+++ INPUT RECORDS
/// Count nodes in a typed tree satisfying the predicate.
fn count_nodes(e: &TypedExpr, pred: &mut impl FnMut(&TypedExpr) -> bool) -> usize {
    let mut n = usize::from(pred(e));
    e.visit_children(&mut |c| n += count_nodes(c, &mut *pred));
    n
}

fn err_message(result: crate::sema::TypeResult<TypedExpr>) -> String {
    match result {
        Err(Interrupt::Error(e)) => e.kind.to_string(),
        Err(other) => panic!("expected an error, got signal {other:?}"),
        Ok(e) => panic!("expected an error, typed as {}", e.ty),
    }
}

// -- fixtures ---------------------------------------------------------------

/// `class C { var x(get_x, set_x) : Int; function get_x() : Int;
/// function set_x(value : Int) : Int; }`
fn property_class(t: &Typer) -> ClassRef {
    let c = ClassDef::new(TypePath::plain("C"));
    let tint = t.t.int.clone();
    {
        let mut def = c.borrow_mut();
        def.fields.push(ClassField::new(
            "x",
            tint.clone(),
            FieldKind::property(
                VarAccess::Call("get_x".to_string()),
                VarAccess::Call("set_x".to_string()),
            ),
        ));
        def.fields
            .push(ClassField::method("get_x", Vec::new(), tint.clone()));
        def.fields.push(ClassField::method(
            "set_x",
            vec![FunArg::new("value", tint.clone())],
            tint.clone(),
        ));
    }
    c
}

/// `class Tools { static function len(s : String) : Int; }`
fn tools_class(t: &Typer) -> ClassRef {
    let c = ClassDef::new(TypePath::plain("Tools"));
    c.borrow_mut().statics.push(ClassField::method(
        "len",
        vec![FunArg::new("s", t.t.string.clone())],
        t.t.int.clone(),
    ));
    c
}

// -- S1: property setter rewrites compound assign ---------------------------

#[test]
fn compound_assign_through_setter_evaluates_receiver_once() {
    let mut t = typer();
    let c = property_class(&t);
    t.add_local("obj", Type::Inst(c, Vec::new()));

    let e = binop(
        Binop::AssignOp(Box::new(Binop::Add)),
        field(ident("obj"), "x"),
        int(1),
    );
    let typed = t.type_expr(&e, true).unwrap();

    // {var _g = obj; _g.set_x(_g.get_x() + 1)}
    let TExprKind::Block(stmts) = &typed.kind else {
        panic!("expected a block, got {:?}", typed.kind);
    };
    assert_eq!(stmts.len(), 2);
    assert!(matches!(stmts[0].kind, TExprKind::Vars(_)));
    let obj_reads = count_nodes(&typed, &mut |e| {
        matches!(&e.kind, TExprKind::Local(n) if n == "obj")
    });
    assert_eq!(obj_reads, 1, "receiver must be evaluated exactly once");

    let setter_calls = count_nodes(&typed, &mut |e| {
        matches!(&e.kind, TExprKind::Call(callee, _)
            if matches!(&callee.kind, TExprKind::Field(_, n) if n == "set_x"))
    });
    let getter_calls = count_nodes(&typed, &mut |e| {
        matches!(&e.kind, TExprKind::Call(callee, _)
            if matches!(&callee.kind, TExprKind::Field(_, n) if n == "get_x"))
    });
    assert_eq!((setter_calls, getter_calls), (1, 1));
    assert_eq!(typed.ty.to_string(), "Int");
}
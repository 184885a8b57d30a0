// src/sema/typer/using.rs
//! Using-extension resolution: the first static method in declaration order
//! whose first parameter accepts the receiver wins.

use crate::sema::context::Typer;
use crate::sema::typer::{Access, AccessMode};
use crate::sema::types::{FieldKind, MethodKind, TExprKind, Type, TypedExpr};
use crate::sema::unify::{follow, unify_check, unify};

impl Typer {
    /// Find an extension candidate for `receiver.name`. Never applies in
    /// write position. Returns `None` when no imported static matches so
    /// the caller can keep probing its own chain.
    pub(crate) fn using_field(
        &mut self,
        mode: AccessMode,
        receiver: &TypedExpr,
        name: &str,
    ) -> Option<Access> {
        if mode == AccessMode::Set {
            return None;
        }
        for class in self.local_using.clone() {
            let Some(f) = class.borrow().find_static(name) else {
                continue;
            };
            if !matches!(f.kind, FieldKind::Method(MethodKind::Normal | MethodKind::Inline)) {
                continue;
            }
            let ft = f.field_type();
            let Type::Fun(args, _) = follow(&ft) else {
                continue;
            };
            let Some(first) = args.first() else {
                continue;
            };
            // Don't let the dynamic top match everything: the receiver and
            // the declared first parameter must agree on dynamicness.
            let recv_dyn = matches!(follow(&receiver.ty), Type::Dynamic);
            let param_dyn = matches!(follow(&first.ty), Type::Dynamic);
            if recv_dyn != param_dyn {
                continue;
            }
            if !unify_check(&receiver.ty, &first.ty) {
                continue;
            }
            // Commit the receiver unification for real this time.
            let _ = unify(&receiver.ty, &first.ty);
            tracing::trace!(
                class = %class.borrow().path,
                method = name,
                "using-extension resolved"
            );
            let call = TypedExpr::new(
                TExprKind::StaticField(class.clone(), name.to_string()),
                ft,
                receiver.span,
            );
            return Some(Access::Extension {
                call,
                this_arg: receiver.clone(),
            });
        }
        None
    }
}
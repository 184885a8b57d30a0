// src/sema/unify.rs
//! Unification over the shared-cell type representation.
//!
//! Every public entry point is transactional: monomorph bindings and fields
//! added to open anonymous types are recorded in an undo log and rolled back
//! before an error is returned. Callers can therefore retry with a different
//! pair without any snapshot discipline of their own.

use std::rc::Rc;

use crate::errors::UnifyTrace;
use crate::sema::types::{AnonRef, AnonStatus, ClassKind, Monomorph, Type, apply_params};

/// Resolve bound monomorphs and typedef applications to the underlying head.
pub fn follow(t: &Type) -> Type {
    match t {
        Type::Mono(m) => match m.get() {
            Some(inner) => follow(&inner),
            None => t.clone(),
        },
        Type::Alias(a, pl) => {
            let def = a.borrow();
            let target = apply_params(&def.params, pl, &def.target);
            drop(def);
            follow(&target)
        }
        _ => t.clone(),
    }
}

/// Occurs check: `m` appears somewhere inside `t`.
fn occurs(m: &Monomorph, t: &Type) -> bool {
    match t {
        Type::Mono(other) => match other.get() {
            Some(inner) => occurs(m, &inner),
            None => m.ptr_eq(other),
        },
        Type::Inst(_, pl) | Type::Enum(_, pl) | Type::Alias(_, pl) => {
            pl.iter().any(|p| occurs(m, p))
        }
        Type::Fun(args, ret) => args.iter().any(|a| occurs(m, &a.ty)) || occurs(m, ret),
        Type::Anon(a) => a.borrow().fields.iter().any(|f| occurs(m, &f.ty)),
        Type::Dynamic => false,
    }
}

enum UndoOp {
    Mono(Monomorph),
    /// Field at `usize` was appended to this anon during unification.
    AnonField(AnonRef, usize),
}

struct Undo {
    log: Vec<UndoOp>,
}

impl Undo {
    fn new() -> Self {
        Self { log: Vec::new() }
    }

    fn bind(&mut self, m: &Monomorph, t: Type) {
        m.bind(t);
        self.log.push(UndoOp::Mono(m.clone()));
    }

    fn rollback(self) {
        for op in self.log.into_iter().rev() {
            match op {
                UndoOp::Mono(m) => m.reset(),
                UndoOp::AnonField(a, idx) => {
                    a.borrow_mut().fields.truncate(idx);
                }
            }
        }
    }
}

fn mismatch(a: &Type, b: &Type) -> UnifyTrace {
    UnifyTrace::single(a.to_string(), b.to_string())
}

/// Unify `a` into `b` ("a should be b"). Commits bindings on success, rolls
/// everything back on failure.
pub fn unify(a: &Type, b: &Type) -> Result<(), UnifyTrace> {
    let mut undo = Undo::new();
    match unify_rec(a, b, &mut undo) {
        Ok(()) => Ok(()),
        Err(trace) => {
            undo.rollback();
            Err(trace)
        }
    }
}

/// Speculative compatibility probe: runs a full unification and rolls back
/// regardless of the outcome, so no bindings escape.
pub fn unify_check(a: &Type, b: &Type) -> bool {
    let mut undo = Undo::new();
    let ok = unify_rec(a, b, &mut undo).is_ok();
    undo.rollback();
    ok
}

/// Strict type equality, binding monomorphs where needed. Transactional like
/// `unify`.
pub fn type_eq(a: &Type, b: &Type) -> Result<(), UnifyTrace> {
    let mut undo = Undo::new();
    match eq_rec(a, b, &mut undo) {
        Ok(()) => Ok(()),
        Err(trace) => {
            undo.rollback();
            Err(trace)
        }
    }
}

fn unify_rec(a: &Type, b: &Type, undo: &mut Undo) -> Result<(), UnifyTrace> {
    let fa = follow(a);
    let fb = follow(b);
    match (&fa, &fb) {
        (Type::Mono(m), _) => {
            if let Type::Mono(other) = &fb
                && m.ptr_eq(other)
            {
                return Ok(());
            }
            if occurs(m, &fb) {
                return Err(mismatch(&fa, &fb));
            }
            undo.bind(m, fb.clone());
            Ok(())
        }
        (_, Type::Mono(m)) => {
            if occurs(m, &fa) {
                return Err(mismatch(&fa, &fb));
            }
            undo.bind(m, fa.clone());
            Ok(())
        }
        (Type::Dynamic, _) | (_, Type::Dynamic) => Ok(()),
        (Type::Inst(c1, p1), Type::Inst(c2, p2)) => {
            if Rc::ptr_eq(c1, c2) {
                return unify_params(p1, p2, &fa, &fb, undo);
            }
            let (sup_t, impl_ts, constraints) = {
                let def = c1.borrow();
                let apply = |t: &Type| apply_params(&def.params, p1, t);
                let sup_t = def
                    .super_class
                    .as_ref()
                    .map(|(s, spl)| Type::Inst(s.clone(), spl.iter().map(apply).collect()));
                let impl_ts: Vec<Type> = def
                    .implements
                    .iter()
                    .map(|(i, ipl)| Type::Inst(i.clone(), ipl.iter().map(apply).collect()))
                    .collect();
                let constraints = match &def.kind {
                    ClassKind::TypeParam(cs) => cs.clone(),
                    ClassKind::Normal => Vec::new(),
                };
                (sup_t, impl_ts, constraints)
            };
            if c2.borrow().is_interface {
                for i_t in &impl_ts {
                    if try_branch(i_t, &fb, undo) {
                        return Ok(());
                    }
                }
            }
            if let Some(sup_t) = sup_t
                && try_branch(&sup_t, &fb, undo)
            {
                return Ok(());
            }
            // A constrained type parameter unifies through its constraints.
            for ct in &constraints {
                if try_branch(ct, &fb, undo) {
                    return Ok(());
                }
            }
            Err(mismatch(&fa, &fb))
        }
        (Type::Enum(e1, p1), Type::Enum(e2, p2)) => {
            if Rc::ptr_eq(e1, e2) {
                unify_params(p1, p2, &fa, &fb, undo)
            } else {
                Err(mismatch(&fa, &fb))
            }
        }
        (Type::Fun(args1, ret1), Type::Fun(args2, ret2)) => {
            if args1.len() != args2.len() {
                return Err(mismatch(&fa, &fb));
            }
            for (a1, a2) in args1.iter().zip(args2.iter()) {
                // The target expects an optional argument the source cannot
                // skip.
                if a2.opt && !a1.opt {
                    return Err(mismatch(&fa, &fb));
                }
                // Arguments are contravariant.
                unify_rec(&a2.ty, &a1.ty, undo)
                    .map_err(|tr| tr.push_outer(fa.to_string(), fb.to_string()))?;
            }
            unify_rec(ret1, ret2, undo)
                .map_err(|tr| tr.push_outer(fa.to_string(), fb.to_string()))
        }
        (Type::Anon(a1), Type::Anon(a2)) => {
            if Rc::ptr_eq(a1, a2) {
                return Ok(());
            }
            let required = a2.borrow().fields.clone();
            for rf in required {
                let have = a1.borrow().find(&rf.name);
                match have {
                    Some(f) => {
                        eq_rec(&f.ty, &rf.ty, undo)
                            .map_err(|tr| tr.push_outer(fa.to_string(), fb.to_string()))?;
                    }
                    None => {
                        let is_open = matches!(a1.borrow().status, AnonStatus::Open);
                        if is_open {
                            let idx = a1.borrow().fields.len();
                            a1.borrow_mut().fields.push(rf.clone());
                            undo.log.push(UndoOp::AnonField(a1.clone(), idx));
                        } else {
                            return Err(UnifyTrace::single(
                                fa.to_string(),
                                format!("{fb} (missing field {})", rf.name),
                            ));
                        }
                    }
                }
            }
            Ok(())
        }
        (Type::Inst(c, pl), Type::Anon(a2)) => {
            // Structural view of a class instance.
            let required = a2.borrow().fields.clone();
            for rf in required {
                match crate::sema::types::class_field(c, pl, &rf.name) {
                    Some((_, _, ft)) => {
                        unify_rec(&ft, &rf.ty, undo)
                            .map_err(|tr| tr.push_outer(fa.to_string(), fb.to_string()))?;
                    }
                    None => {
                        return Err(UnifyTrace::single(
                            fa.to_string(),
                            format!("{fb} (missing field {})", rf.name),
                        ));
                    }
                }
            }
            Ok(())
        }
        _ => Err(mismatch(&fa, &fb)),
    }
}

/// Attempt a unification branch in its own transaction; merge the bindings
/// into `undo` on success, roll them back on failure.
fn try_branch(a: &Type, b: &Type, undo: &mut Undo) -> bool {
    let mut sub = Undo::new();
    match unify_rec(a, b, &mut sub) {
        Ok(()) => {
            undo.log.append(&mut sub.log);
            true
        }
        Err(_) => {
            sub.rollback();
            false
        }
    }
}

fn unify_params(
    p1: &[Type],
    p2: &[Type],
    outer_a: &Type,
    outer_b: &Type,
    undo: &mut Undo,
) -> Result<(), UnifyTrace> {
    if p1.len() != p2.len() {
        return Err(mismatch(outer_a, outer_b));
    }
    for (x, y) in p1.iter().zip(p2.iter()) {
        // Type parameters are invariant.
        eq_rec(x, y, undo).map_err(|tr| tr.push_outer(outer_a.to_string(), outer_b.to_string()))?;
    }
    Ok(())
}

fn eq_rec(a: &Type, b: &Type, undo: &mut Undo) -> Result<(), UnifyTrace> {
    let fa = follow(a);
    let fb = follow(b);
    match (&fa, &fb) {
        (Type::Mono(m), _) => {
            if let Type::Mono(other) = &fb
                && m.ptr_eq(other)
            {
                return Ok(());
            }
            if occurs(m, &fb) {
                return Err(mismatch(&fa, &fb));
            }
            undo.bind(m, fb.clone());
            Ok(())
        }
        (_, Type::Mono(m)) => {
            if occurs(m, &fa) {
                return Err(mismatch(&fa, &fb));
            }
            undo.bind(m, fa.clone());
            Ok(())
        }
        (Type::Dynamic, Type::Dynamic) => Ok(()),
        (Type::Inst(c1, p1), Type::Inst(c2, p2)) if Rc::ptr_eq(c1, c2) => {
            unify_params(p1, p2, &fa, &fb, undo)
        }
        (Type::Enum(e1, p1), Type::Enum(e2, p2)) if Rc::ptr_eq(e1, e2) => {
            unify_params(p1, p2, &fa, &fb, undo)
        }
        (Type::Fun(args1, ret1), Type::Fun(args2, ret2)) => {
            if args1.len() != args2.len() {
                return Err(mismatch(&fa, &fb));
            }
            for (a1, a2) in args1.iter().zip(args2.iter()) {
                eq_rec(&a1.ty, &a2.ty, undo)
                    .map_err(|tr| tr.push_outer(fa.to_string(), fb.to_string()))?;
            }
            eq_rec(ret1, ret2, undo).map_err(|tr| tr.push_outer(fa.to_string(), fb.to_string()))
        }
        (Type::Anon(a1), Type::Anon(a2)) => {
            if Rc::ptr_eq(a1, a2) {
                return Ok(());
            }
            let f1 = a1.borrow().fields.clone();
            let f2 = a2.borrow().fields.clone();
            if f1.len() != f2.len() {
                return Err(mismatch(&fa, &fb));
            }
            for rf in f2 {
                match a1.borrow().find(&rf.name) {
                    Some(f) => eq_rec(&f.ty, &rf.ty, undo)
                        .map_err(|tr| tr.push_outer(fa.to_string(), fb.to_string()))?,
                    None => return Err(mismatch(&fa, &fb)),
                }
            }
            Ok(())
        }
        _ => Err(mismatch(&fa, &fb)),
    }
}

/// The function type expected of an iterator over `elem`.
pub fn iterator_shape(elem: Type, tbool: Type) -> Type {
    use crate::sema::types::{AnonField, AnonType};
    Type::Anon(AnonType::new(
        vec![
            AnonField {
                name: "hasNext".to_string(),
                ty: Type::fun(Vec::new(), tbool),
            },
            AnonField {
                name: "next".to_string(),
                ty: Type::fun(Vec::new(), elem),
            },
        ],
        AnonStatus::Closed,
    ))
}
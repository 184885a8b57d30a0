// src/sema/typer/expr.rs
//! The expression typer driver: literals, control flow, calls, function
//! literals, casts and display queries.

use std::rc::Rc;

use crate::errors::TypeError;
use crate::frontend::{Constant, Expr, ExprKind, FunctionDecl, Span, TypeHint, WhileFlag};
use crate::sema::context::Typer;
use crate::sema::typer::{Access, AccessMode};
use crate::sema::types::{
    AnonField, AnonStatus, AnonType, ClassField, ClassKind, ClassRef, FunArg, TConst, TExprKind,
    TFunArg, TFunction, Type, TypeDecl, TypedExpr, apply_params,
};
use crate::sema::unify::{follow, unify, unify_check};
use crate::sema::{Interrupt, TypeResult};
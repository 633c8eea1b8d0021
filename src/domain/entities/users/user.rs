//! User Entity Implementation
//!
//! 마켓플레이스의 모든 사용자(고객, 서비스 제공자, 관리자)를 표현하는 엔티티입니다.
//! 서비스 제공자의 프로필은 별도 컬렉션이 아니라 사용자 문서에 포함됩니다.

use std::fmt;
use mongodb::bson::{oid::ObjectId, DateTime};
use serde::{Deserialize, Serialize};

/// 사용자 역할
///
/// 생성 이후에는 변경되지 않습니다.
#[derive(Debug, Clone, Copy, PartialEq, Eq, Hash, Serialize, Deserialize)]
#[serde(rename_all = "lowercase")]
pub enum UserType {
    /// 서비스를 예약하는 고객
    Client,
    /// 서비스를 제공하는 전문가
    Provider,
    /// 운영 관리자
    Admin,
}

impl UserType {
    pub fn as_str(&self) -> &'static str {
        match self {
            UserType::Client => "client",
            UserType::Provider => "provider",
            UserType::Admin => "admin",
        }
    }

    /// 문자열에서 역할을 파싱합니다. 대소문자를 구분하지 않습니다.
    pub fn from_str(s: &str) -> Option<Self> {
        match s.trim().to_lowercase().as_str() {
            "client" => Some(UserType::Client),
            "provider" => Some(UserType::Provider),
            "admin" => Some(UserType::Admin),
            _ => None,
        }
    }
}

impl fmt::Display for UserType {
    fn fmt(&self, f: &mut fmt::Formatter<'_>) -> fmt::Result {
        f.write_str(self.as_str())
    }
}

/// 서비스 제공자 프로필
///
/// 매칭 대상이 되려면 `is_verified`가 `true`여야 합니다.
/// 검증 플래그는 관리자만 변경할 수 있습니다.
#[derive(Debug, Clone, PartialEq, Serialize, Deserialize)]
pub struct ProviderProfile {
    /// 자기소개
    #[serde(default)]
    pub description: String,
    /// 시간당 요금
    #[serde(default)]
    pub hourly_rate: f64,
    /// 서비스 가능 반경 (km)
    #[serde(default)]
    pub service_radius_km: f64,
    /// 관리자 검증 여부
    #[serde(default)]
    pub is_verified: bool,
    #[serde(default)]
    pub latitude: f64,
    #[serde(default)]
    pub longitude: f64,
    #[serde(default)]
    pub address: String,
    /// 제공하는 서비스 카테고리
    #[serde(default)]
    pub services: Vec<String>,
    /// 근무 시간 설명 (형식은 클라이언트가 정함)
    #[serde(default)]
    pub working_hours: String,
    pub updated_at: DateTime,
}

impl ProviderProfile {
    /// 검증되지 않은 빈 프로필
    pub fn unverified() -> Self {
        Self {
            description: String::new(),
            hourly_rate: 0.0,
            service_radius_km: 0.0,
            is_verified: false,
            latitude: 0.0,
            longitude: 0.0,
            address: String::new(),
            services: Vec::new(),
            working_hours: String::new(),
            updated_at: DateTime::now(),
        }
    }
}

/// 사용자 엔티티
#[derive(Debug, Clone, Serialize, Deserialize)]
pub struct User {
    #[serde(rename = "_id", skip_serializing_if = "Option::is_none")]
    pub id: Option<ObjectId>,
    /// 로그인 이메일 (unique)
    pub email: String,
    /// bcrypt 해시. API 응답으로 내보내지 않습니다.
    pub password_hash: String,
    pub name: String,
    #[serde(default)]
    pub phone: String,
    pub user_type: UserType,
    /// 비활성 계정은 로그인할 수 없고 매칭에서 제외됩니다.
    pub is_active: bool,
    #[serde(default, skip_serializing_if = "Option::is_none")]
    pub provider_profile: Option<ProviderProfile>,
    pub created_at: DateTime,
    pub updated_at: DateTime,
}

impl User {
    /// 새 활성 사용자를 생성합니다. ID는 저장 시 할당됩니다.
    pub fn new(email: String, password_hash: String, name: String, phone: String, user_type: UserType) -> Self {
        let now = DateTime::now();

        Self {
            id: None,
            email,
            password_hash,
            name,
            phone,
            user_type,
            is_active: true,
            provider_profile: None,
            created_at: now,
            updated_at: now,
        }
    }

    /// ID의 16진수 문자열 표현
    pub fn id_string(&self) -> Option<String> {
        self.id.map(|id| id.to_hex())
    }

    pub fn is_provider(&self) -> bool {
        self.user_type == UserType::Provider
    }

    pub fn is_admin(&self) -> bool {
        self.user_type == UserType::Admin
    }

    /// 예약 매칭 대상인지 확인합니다.
    ///
    /// 활성 상태의 서비스 제공자이면서 검증된 프로필을 가져야 합니다.
    pub fn is_matchable_provider(&self) -> bool {
        self.is_provider()
            && self.is_active
            && self
                .provider_profile
                .as_ref()
                .is_some_and(|profile| profile.is_verified)
    }
}
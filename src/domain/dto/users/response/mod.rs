pub mod user_response;

pub use user_response::{AuthResponse, ProviderProfileResponse, UserResponse};
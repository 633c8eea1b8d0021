//! JWT 액세스 토큰 클레임과 발급/검증 결과 구조체

use serde::{Deserialize, Serialize};
use crate::domain::entities::users::UserType;

/// JWT 토큰의 클레임(Payload) 구조체
///
/// - `sub`: 토큰의 주체 (사용자 ID)
/// - `user_type`: 발급 시점의 사용자 역할
/// - `iat`: 발급 시간 (Unix timestamp)
/// - `exp`: 만료 시간 (Unix timestamp)
#[derive(Debug, Serialize, Deserialize)]
pub struct TokenClaims {
    pub sub: String,
    pub user_type: UserType,
    pub iat: i64,
    pub exp: i64,
}

/// 로그인/회원가입 시 클라이언트에 전달되는 토큰
#[derive(Debug, Clone, Serialize, Deserialize)]
pub struct IssuedToken {
    pub access_token: String,
    /// 항상 `"Bearer"`
    pub token_type: String,
    /// 만료까지 남은 시간 (초)
    pub expires_in: i64,
}

/// 검증된 토큰에서 얻은 호출자 신원
#[derive(Debug, Clone, PartialEq, Eq)]
pub struct Identity {
    pub user_id: String,
    pub user_type: UserType,
    /// 만료 시각 (Unix timestamp)
    pub expires_at: i64,
}

impl From<TokenClaims> for Identity {
    fn from(claims: TokenClaims) -> Self {
        Self {
            user_id: claims.sub,
            user_type: claims.user_type,
            expires_at: claims.exp,
        }
    }
}
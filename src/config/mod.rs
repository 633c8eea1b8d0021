//! # Configuration Module
//!
//! 백엔드 서비스의 설정 관리를 담당하는 모듈입니다.
//! 모든 설정은 애플리케이션 시작 시 [`AppConfig::from_env`]로 한 번만 읽어
//! 타입이 있는 구조체로 만들고, 이후에는 생성자 주입으로만 전달합니다.
//! 도메인 로직 안에서 환경 변수를 직접 읽지 않습니다.
//!
//! ## 모듈 구성
//!
//! - [`data_config`] - 실행 환경, 서버, 저장소, 캐시, Rate Limiting 설정
//! - [`auth_config`] - JWT, 비밀번호 해싱 설정
//! - [`booking_config`] - 예약 상태 전이 정책
//!
//! ## 사용 예제
//!
//! ```rust,ignore
//! use std::sync::Arc;
//! use crate::config::AppConfig;
//!
//! let config = Arc::new(AppConfig::from_env());
//! let credentials = CredentialService::new(&config.jwt, &config.password);
//! ```
//!
//! ## 환경 변수 설정 가이드
//!
//! ```bash
//! export ENVIRONMENT="production"      # development, test, staging, production
//! export HOST="0.0.0.0"
//! export PORT="8080"
//! export STORAGE_BACKEND="mongodb"     # mongodb, memory
//! export MONGODB_URI="mongodb://localhost:27017"
//! export DATABASE_NAME="booking"
//! export REDIS_URL="redis://localhost:6379"
//! export JWT_SECRET="your-super-secret-key"
//! export JWT_EXPIRATION_HOURS="24"
//! export BOOKING_STATUS_POLICY="permissive"
//! ```

pub mod data_config;
pub mod auth_config;
pub mod booking_config;

pub use data_config::*;
pub use auth_config::*;
pub use booking_config::*;

use std::collections::HashMap;
use std::env;
use std::str::FromStr;

/// 설정값 조회 소스
///
/// 프로세스 환경 변수 또는 테스트용 맵에서 값을 읽습니다.
/// 빈 문자열은 설정되지 않은 것으로 취급합니다.
pub(crate) struct EnvSource<'a> {
    lookup: Box<dyn Fn(&str) -> Option<String> + 'a>,
}

impl EnvSource<'static> {
    fn process() -> Self {
        EnvSource {
            lookup: Box::new(|key: &str| env::var(key).ok()),
        }
    }
}

impl<'a> EnvSource<'a> {
    pub(crate) fn from_map(vars: &'a HashMap<String, String>) -> Self {
        Self {
            lookup: Box::new(move |key: &str| vars.get(key).cloned()),
        }
    }

    pub(crate) fn get(&self, key: &str) -> Option<String> {
        (self.lookup)(key).filter(|value| !value.trim().is_empty())
    }

    pub(crate) fn get_or(&self, key: &str, default: &str) -> String {
        self.get(key).unwrap_or_else(|| default.to_string())
    }

    /// 값을 파싱하고, 실패하면 에러 로그를 남긴 뒤 기본값을 사용합니다.
    pub(crate) fn parse_or<T>(&self, key: &str, default: T) -> T
    where
        T: FromStr + std::fmt::Display,
        T::Err: std::fmt::Display,
    {
        match self.get(key) {
            Some(raw) => raw.parse::<T>().unwrap_or_else(|e| {
                log::error!("{} 파싱 실패: {}. 기본값 {} 사용", key, e, default);
                default
            }),
            None => default,
        }
    }
}

/// 애플리케이션 전체 설정
///
/// `main`에서 한 번 생성되어 `Arc<AppConfig>`로 각 컴포넌트에 주입됩니다.
#[derive(Debug, Clone)]
pub struct AppConfig {
    pub environment: Environment,
    pub server: ServerConfig,
    pub database: DatabaseConfig,
    pub cache: CacheConfig,
    pub rate_limit: RateLimitConfig,
    pub jwt: JwtConfig,
    pub password: PasswordConfig,
    pub booking: BookingConfig,
}

impl AppConfig {
    /// 프로세스 환경 변수에서 설정을 읽습니다.
    pub fn from_env() -> Self {
        Self::from_source(&EnvSource::process())
    }

    /// 주어진 키/값 맵에서 설정을 읽습니다. (테스트, 임베딩 용도)
    pub fn from_vars(vars: &HashMap<String, String>) -> Self {
        Self::from_source(&EnvSource::from_map(vars))
    }

    fn from_source(source: &EnvSource<'_>) -> Self {
        let environment = Environment::from_source(source);
        let password = PasswordConfig::from_source(source, &environment);

        Self {
            server: ServerConfig::from_source(source),
            database: DatabaseConfig::from_source(source),
            cache: CacheConfig::from_source(source),
            rate_limit: RateLimitConfig::from_source(source),
            jwt: JwtConfig::from_source(source),
            booking: BookingConfig::from_source(source),
            password,
            environment,
        }
    }
}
++++++
_TASK INSTRUCTIONS:_ Write down exactly every line of the material above up to and including the line containing "an error, got".

_TASK RESULT:_
/// Count nodes in a typed tree satisfying the predicate.
fn count_nodes(e: &TypedExpr, pred: &mut impl FnMut(&TypedExpr) -> bool) -> usize {
    let mut n = usize::from(pred(e));
    e.visit_children(&mut |c| n += count_nodes(c, &mut *pred));
    n
}

fn err_message(result: crate::sema::TypeResult<TypedExpr>) -> String {
    match result {
        Err(Interrupt::Error(e)) => e.kind.to_string(),
        Err(other) => panic!("expected an error, got signal {other:?}"),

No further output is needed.